Reputation: 39
I have two pyspark dataframes that have different number of rows. I am trying to compare values in all the columns by joining these two dataframes on multiple keys so I can find the records that have different values and the records that have the same values in these columns.
#df1:
+-------+----------+----------+----------+
|id |age |sex |value
+-------+----------+----------+
| 1 | 23 | M | 8.4
| 2 | 4 | M |2
| 3 |16 | F | 4.1
| 4 | 60 | M |4
| 5 | null | F |5
+-------+----------+----------+|
#df2:
+-------+----------+----------+----------+
|id |age |sex |value
+-------+----------+----------+
| 1 | 23 | M | 8.4
| 2 | 4 | null |2
| 4 | 13 | M |3.1
| 5 | 34 | F |6.2
+-------+----------+----------+|
#joining df1 and df2 on multiple keys
same=df1.join(df2, on=['id','age','sex','value'], how='inner')
Please note that the dataframes above are just samples. My real data has around 25 columns and 100k+ rows. So when I tried to do the join, the spark job was taking a long time and doesn't finish.
Want to know if anyone has good advice on comparing two dataframes and find out records that have different values in columns either using joining or other methods?
Upvotes: 0
Views: 1870
Reputation: 1306
Use hashing.
from pyspark.sql.functions import hash
df1 = spark.createDataFrame([('312312','151132'),('004312','12232'),('','151132'),('013vjhrr134','111232'),(None,'151132'),('0fsgdhfjgk','151132')],
("Fruits", "Meat"))
df1 = df1.withColumn('hash_value', hash("Fruits", "Meat"))
df = spark.createDataFrame([('312312','151132'),('000312','151132'),('','151132'),('013vjh134134','151132'),(None,'151132'),('0fsgdhfjgk','151132')],
("Fruits", "Meat"))
df = df.withColumn('hash_value', hash("Fruits", "Meat"))
df.show()
+------------+------+-----------+
| Fruits| Meat| hash_value|
+------------+------+-----------+
| 312312|151132| -344340697|
| 000312|151132| -548650515|
| |151132|-2105905448|
|013vjh134134|151132| 2052362224|
| null|151132| 598159392|
| 0fsgdhfjgk|151132| 951458223|
+------------+------+-----------+
df1.show()
+-----------+------+-----------+
| Fruits| Meat| hash_value|
+-----------+------+-----------+
| 312312|151132| -344340697|
| 004312| 12232| 76821046|
| |151132|-2105905448|
|013vjhrr134|111232| 1289730088|
| null|151132| 598159392|
| 0fsgdhfjgk|151132| 951458223|
+-----------+------+-----------+
OR you can use SHA2 for the same
from pyspark.sql.functions import sha2, concat_ws
df1.withColumn("row_sha2", sha2(concat_ws("||", *df.columns), 256)).show(truncate=False)
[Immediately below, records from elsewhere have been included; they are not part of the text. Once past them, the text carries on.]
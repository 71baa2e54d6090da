// Copyright (c) 2025 Dimitris Kafetzis
//
// Licensed under the MIT License.
// See LICENSE file in the project root for full license information.
//
// SPDX-License-Identifier: MIT

//! Fixed-pattern line layout for `tracing-subscriber`.
//!
//! Every event is written as one line:
//!
//! ```text
//! 2025-03-14T09:26:53,589 [main] INFO  app::orders - order shipped context=order_id=42
//! ```
//!
//! i.e. ISO-8601 timestamp with millisecond precision, thread name, level
//! padded to five columns, logger name, message, then any remaining fields.
//! The logger is the event's `logger` field when present (set by both
//! adapters), otherwise the event target. Events bridged from `log` are
//! normalised first so they show their original target.

use crate::Level;
use chrono::{DateTime, Local};
use std::fmt;
use tracing::field::{Field, Visit};
use tracing::{Event, Subscriber};
use tracing_log::NormalizeEvent;
use tracing_subscriber::fmt::format::Writer;
use tracing_subscriber::fmt::{FmtContext, FormatEvent, FormatFields};
use tracing_subscriber::registry::LookupSpan;

/// Timestamp pattern: `yyyy-MM-ddTHH:mm:ss,SSS`.
pub const TIMESTAMP_FORMAT: &str = "%Y-%m-%dT%H:%M:%S,%3f";

/// Default number of right-most logger name segments kept.
pub const DEFAULT_LOGGER_SEGMENTS: usize = 36;

/// Event formatter producing the fixed pulse line pattern.
#[derive(Debug, Clone, Copy)]
pub struct PulseLayout {
    logger_segments: usize,
}

impl PulseLayout {
    /// Creates a layout keeping at most `logger_segments` right-most
    /// segments of each logger name (`0` keeps the whole name).
    pub fn new(logger_segments: usize) -> Self {
        Self { logger_segments }
    }

    /// Renders one line, without the trailing newline.
    pub fn render(
        &self,
        timestamp: &DateTime<Local>,
        thread: &str,
        level: Level,
        logger: &str,
        message: &str,
        fields: &[(String, String)],
    ) -> String {
        let mut line = format!(
            "{} [{thread}] {level:<5} {} - {message}",
            timestamp.format(TIMESTAMP_FORMAT),
            rightmost_segments(logger, self.logger_segments),
        );
        for (key, value) in fields {
            line.push(' ');
            line.push_str(key);
            line.push('=');
            line.push_str(value);
        }
        line
    }
}

impl Default for PulseLayout {
    fn default() -> Self {
        Self::new(DEFAULT_LOGGER_SEGMENTS)
    }
}

impl<S, N> FormatEvent<S, N> for PulseLayout
where
    S: Subscriber + for<'a> LookupSpan<'a>,
    N: for<'a> FormatFields<'a> + 'static,
{
    fn format_event(
        &self,
        _ctx: &FmtContext<'_, S, N>,
        mut writer: Writer<'_>,
        event: &Event<'_>,
    ) -> fmt::Result {
        let normalized = event.normalized_metadata();
        let metadata = normalized.as_ref().unwrap_or_else(|| event.metadata());

        let mut visitor = LineVisitor::default();
        event.record(&mut visitor);

        let current = std::thread::current();
        let thread = match current.name() {
            Some(name) => name.to_string(),
            None => format!("{:?}", current.id()),
        };
        let logger = visitor.logger.as_deref().unwrap_or(metadata.target());

        let line = self.render(
            &Local::now(),
            &thread,
            Level::from(metadata.level()),
            logger,
            &visitor.message,
            &visitor.fields,
        );
        writeln!(writer, "{line}")
    }
}

/// Collects the message, the `logger` field and every other field.
#[derive(Default)]
struct LineVisitor {
    message: String,
    logger: Option<String>,
    fields: Vec<(String, String)>,
}

impl LineVisitor {
    fn push(&mut self, field: &Field, value: String) {
        match field.name() {
            "message" => self.message = value,
            "logger" => self.logger = Some(value),
            // Bridged `log` metadata is already reflected in the line.
            name if name.starts_with("log.") => {}
            name => self.fields.push((name.to_string(), value)),
        }
    }
}

impl Visit for LineVisitor {
    fn record_str(&mut self, field: &Field, value: &str) {
        self.push(field, value.to_string());
    }

    fn record_error(&mut self, field: &Field, value: &(dyn std::error::Error + 'static)) {
        self.push(field, value.to_string());
    }

    fn record_debug(&mut self, field: &Field, value: &dyn fmt::Debug) {
        self.push(field, format!("{value:?}"));
    }
}

/// Keeps the `keep` right-most segments of a logger name.
///
/// Segments are separated by `::` when the name contains it, by `.`
/// otherwise. `keep == 0` returns the name unchanged.
pub fn rightmost_segments(name: &str, keep: usize) -> &str {
    if keep == 0 {
        return name;
    }
    let sep = if name.contains("::") { "::" } else { "." };
    let mut end = name.len();
    let mut start = 0;
    for _ in 0..keep {
        match name[..end].rfind(sep) {
            Some(pos) => {
                start = pos + sep.len();
                end = pos;
            }
            None => return name,
        }
    }
    &name[start..]
}
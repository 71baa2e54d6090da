// Copyright (c) 2025 Dimitris Kafetzis
//
// Licensed under the MIT License.
// See LICENSE file in the project root for full license information.
//
// SPDX-License-Identifier: MIT

//! Log levels shared by both framework adapters.

use crate::LoggerError;
use std::fmt;
use std::str::FromStr;

/// Severity of a log call.
///
/// Ordered from most verbose to most severe, matching both `log` and
/// `tracing` conventions.
#[derive(Debug, Clone, Copy, PartialEq, Eq, PartialOrd, Ord, Hash)]
pub enum Level {
    /// Verbose debugging information
    Trace,
    /// Debugging information
    Debug,
    /// General information
    Info,
    /// Warning messages
    Warn,
    /// Error messages
    Error,
}

impl Level {
    /// All levels, most verbose first.
    pub const ALL: [Level; 5] = [
        Level::Trace,
        Level::Debug,
        Level::Info,
        Level::Warn,
        Level::Error,
    ];

    /// Upper-case name as rendered by the layout.
    pub fn as_str(self) -> &'static str {
        match self {
            Level::Trace => "TRACE",
            Level::Debug => "DEBUG",
            Level::Info => "INFO",
            Level::Warn => "WARN",
            Level::Error => "ERROR",
        }
    }
}

impl fmt::Display for Level {
    fn fmt(&self, f: &mut fmt::Formatter<'_>) -> fmt::Result {
        f.pad(self.as_str())
    }
}

impl FromStr for Level {
    type Err = LoggerError;

    fn from_str(s: &str) -> Result<Self, Self::Err> {
        match s.trim().to_ascii_lowercase().as_str() {
            "trace" => Ok(Level::Trace),
            "debug" => Ok(Level::Debug),
            "info" => Ok(Level::Info),
            "warn" | "warning" => Ok(Level::Warn),
            "error" => Ok(Level::Error),
            _ => Err(LoggerError::UnknownLevel(s.to_string())),
        }
    }
}

impl From<Level> for log::Level {
    fn from(level: Level) -> Self {
        match level {
            Level::Trace => log::Level::Trace,
            Level::Debug => log::Level::Debug,
            Level::Info => log::Level::Info,
            Level::Warn => log::Level::Warn,
            Level::Error => log::Level::Error,
        }
    }
}

impl From<log::Level> for Level {
    fn from(level: log::Level) -> Self {
        match level {
            log::Level::Trace => Level::Trace,
            log::Level::Debug => Level::Debug,
            log::Level::Info => Level::Info,
            log::Level::Warn => Level::Warn,
            log::Level::Error => Level::Error,
        }
    }
}

impl From<Level> for log::LevelFilter {
    fn from(level: Level) -> Self {
        log::Level::from(level).to_level_filter()
    }
}

impl From<Level> for tracing::Level {
    fn from(level: Level) -> Self {
        match level {
            Level::Trace => tracing::Level::TRACE,
            Level::Debug => tracing::Level::DEBUG,
            Level::Info => tracing::Level::INFO,
            Level::Warn => tracing::Level::WARN,
            Level::Error => tracing::Level::ERROR,
        }
    }
}

impl From<&tracing::Level> for Level {
    fn from(level: &tracing::Level) -> Self {
        match *level {
            tracing::Level::TRACE => Level::Trace,
            tracing::Level::DEBUG => Level::Debug,
            tracing::Level::INFO => Level::Info,
            tracing::Level::WARN => Level::Warn,
            _ => Level::Error,
        }
    }
}
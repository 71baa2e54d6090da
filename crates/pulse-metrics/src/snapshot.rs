// Copyright (c) 2025 Dimitris Kafetzis
//
// Licensed under the MIT License.
// See LICENSE file in the project root for full license information.
//
// SPDX-License-Identifier: MIT

//! Aggregated point-in-time metrics.

use crate::DiskMetric;
use std::fmt;

/// All provider readings from one sampling call.
///
/// Built fresh by [`MetricsProvider::snapshot`](crate::MetricsProvider::snapshot);
/// nothing is cached between calls.
#[derive(Debug, Clone, PartialEq, serde::Serialize)]
pub struct MetricsSnapshot {
    /// CPU usage in percent, or `-1.0` if the sample was interrupted.
    pub cpu_usage: f64,
    /// Total physical memory in bytes.
    pub total_memory: u64,
    /// Available physical memory in bytes.
    pub available_memory: u64,
    /// CPU temperature in degrees Celsius (`0.0` without a sensor).
    pub cpu_temperature: f64,
    /// Mounted volumes in source enumeration order.
    pub disks: Vec<DiskMetric>,
}

impl MetricsSnapshot {
    pub fn new(
        cpu_usage: f64,
        total_memory: u64,
        available_memory: u64,
        cpu_temperature: f64,
        disks: Vec<DiskMetric>,
    ) -> Self {
        Self {
            cpu_usage,
            total_memory,
            available_memory,
            cpu_temperature,
            disks,
        }
    }
}

/// ```text
/// CPU Usage: 12.34%, Memory: 4000/10000, Temp: 60.5°C, Disks: [Disk /data: 500/2000 used]
/// ```
impl fmt::Display for MetricsSnapshot {
    fn fmt(&self, f: &mut fmt::Formatter<'_>) -> fmt::Result {
        write!(
            f,
            "CPU Usage: {:.2}%, Memory: {}/{}, Temp: {:.1}°C, Disks: [",
            self.cpu_usage, self.available_memory, self.total_memory, self.cpu_temperature
        )?;
        for (i, disk) in self.disks.iter().enumerate() {
            if i > 0 {
                f.write_str(", ")?;
            }
            write!(f, "{disk}")?;
        }
        f.write_str("]")
    }
}
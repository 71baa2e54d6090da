// Copyright (c) 2025 Dimitris Kafetzis
//
// Licensed under the MIT License.
// See LICENSE file in the project root for full license information.
//
// SPDX-License-Identifier: MIT

//! CPU temperature via `/sys/class/thermal/`.
//!
//! Thermal zones report the temperature in millidegrees Celsius. When no
//! zone is readable, [`SystemSource`](crate::SystemSource) falls back to the
//! sensors enumerated by `sysinfo` and finally to [`NO_SENSOR_CELSIUS`].

use crate::MetricsError;
use std::path::Path;

/// Default sysfs path for the CPU thermal zone.
pub const THERMAL_ZONE_PATH: &str = "/sys/class/thermal/thermal_zone0/temp";

/// Temperature reported when the host exposes no thermal sensor.
pub const NO_SENSOR_CELSIUS: f64 = 0.0;

/// Sensor labels that identify the CPU package among `sysinfo` components.
const CPU_SENSOR_HINTS: [&str; 4] = ["cpu", "package", "core", "tctl"];

/// Reads a thermal zone and converts millidegrees to degrees Celsius.
pub(crate) fn read_zone_celsius(path: &Path) -> Result<f64, MetricsError> {
    let content = read_sysfs_file(path)?;
    let millidegrees: i64 = content.parse::<i64>().map_err(|_| MetricsError::ParseError {
        path: path.display().to_string(),
        detail: format!("expected integer millidegrees, got '{content}'"),
    })?;
    Ok(millidegrees as f64 / 1000.0)
}

/// Picks a CPU temperature from `sysinfo` components.
///
/// Prefers a sensor whose label looks like the CPU package, otherwise the
/// first sensor with a reading.
pub(crate) fn sensor_celsius() -> Option<f64> {
    let components = sysinfo::Components::new_with_refreshed_list();
    let readings: Vec<(String, f32)> = components
        .iter()
        .filter_map(|c| c.temperature().map(|t| (c.label().to_ascii_lowercase(), t)))
        .filter(|(_, t)| t.is_finite())
        .collect();

    readings
        .iter()
        .find(|(label, _)| CPU_SENSOR_HINTS.iter().any(|hint| label.contains(hint)))
        .or_else(|| readings.first())
        .map(|(_, t)| f64::from(*t))
}

/// Reads a sysfs/procfs file and returns its trimmed content.
///
/// Shared by the procfs readers in this crate.
pub(crate) fn read_sysfs_file(path: &Path) -> Result<String, MetricsError> {
    if !path.exists() {
        return Err(MetricsError::NotAvailable {
            path: path.display().to_string(),
        });
    }
    std::fs::read_to_string(path)
        .map(|s| s.trim().to_string())
        .map_err(|e| MetricsError::ReadError {
            path: path.display().to_string(),
            source: e,
        })
}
+-----------+------+----------------------------------------------------------------+
|Fruits |Meat |row_sha2 |
+-----------+------+----------------------------------------------------------------+
|312312 |151132|7be3824bcaa5fa29ad58df2587d392a1cc9ca5511ef01005be6f97c9558d1eed|
|004312 |12232 |c7fcf8031a17e5f3168297579f6dc8a6f17d7a4a71939d6b989ca783f30e21ac|
| |151132|68ea989b7d33da275a16ff897b0ab5a88bc0f4545ec22d90cee63244c1f00fb0|
|013vjhrr134|111232|9c9df63553d841463a803c64e3f4a8aed53bcdf78bf4a089a88af9e91406a226|
|null |151132|83de2d466a881cb4bb16b83665b687c01752044296079b2cae5bab8af93db14f|
|0fsgdhfjgk |151132|394631bbd1ccee841d3ba200806f8d0a51c66119b13575cf547f8cc91066c90d|
+-----------+------+----------------------------------------------------------------+
This will create a unique code for all your rows now join and compare the hash values on the two data frames. If the values in the rows are same they will have same hash values as well.
Now you can compare using joins
df1.join(df, "hash_value", "inner").show()
+-----------+----------+------+----------+------+
| hash_value| Fruits| Meat| Fruits| Meat|
+-----------+----------+------+----------+------+
|-2105905448| |151132| |151132|
| -344340697| 312312|151132| 312312|151132|
| 598159392| null|151132| null|151132|
| 951458223|0fsgdhfjgk|151132|0fsgdhfjgk|151132|
+-----------+----------+------+----------+------+
df1.join(df, "hash_value", "outer").show()
+-----------+-----------+------+------------+------+
| hash_value| Fruits| Meat| Fruits| Meat|
+-----------+-----------+------+------------+------+
|-2105905448| |151132| |151132|
| -548650515| null| null| 000312|151132|
| -344340697| 312312|151132| 312312|151132|
| 76821046| 004312| 12232| null| null|
| 598159392| null|151132| null|151132|
| 951458223| 0fsgdhfjgk|151132| 0fsgdhfjgk|151132|
| 1289730088|013vjhrr134|111232| null| null|
| 2052362224| null| null|013vjh134134|151132|
+-----------+-----------+------+------------+------+
Upvotes: 1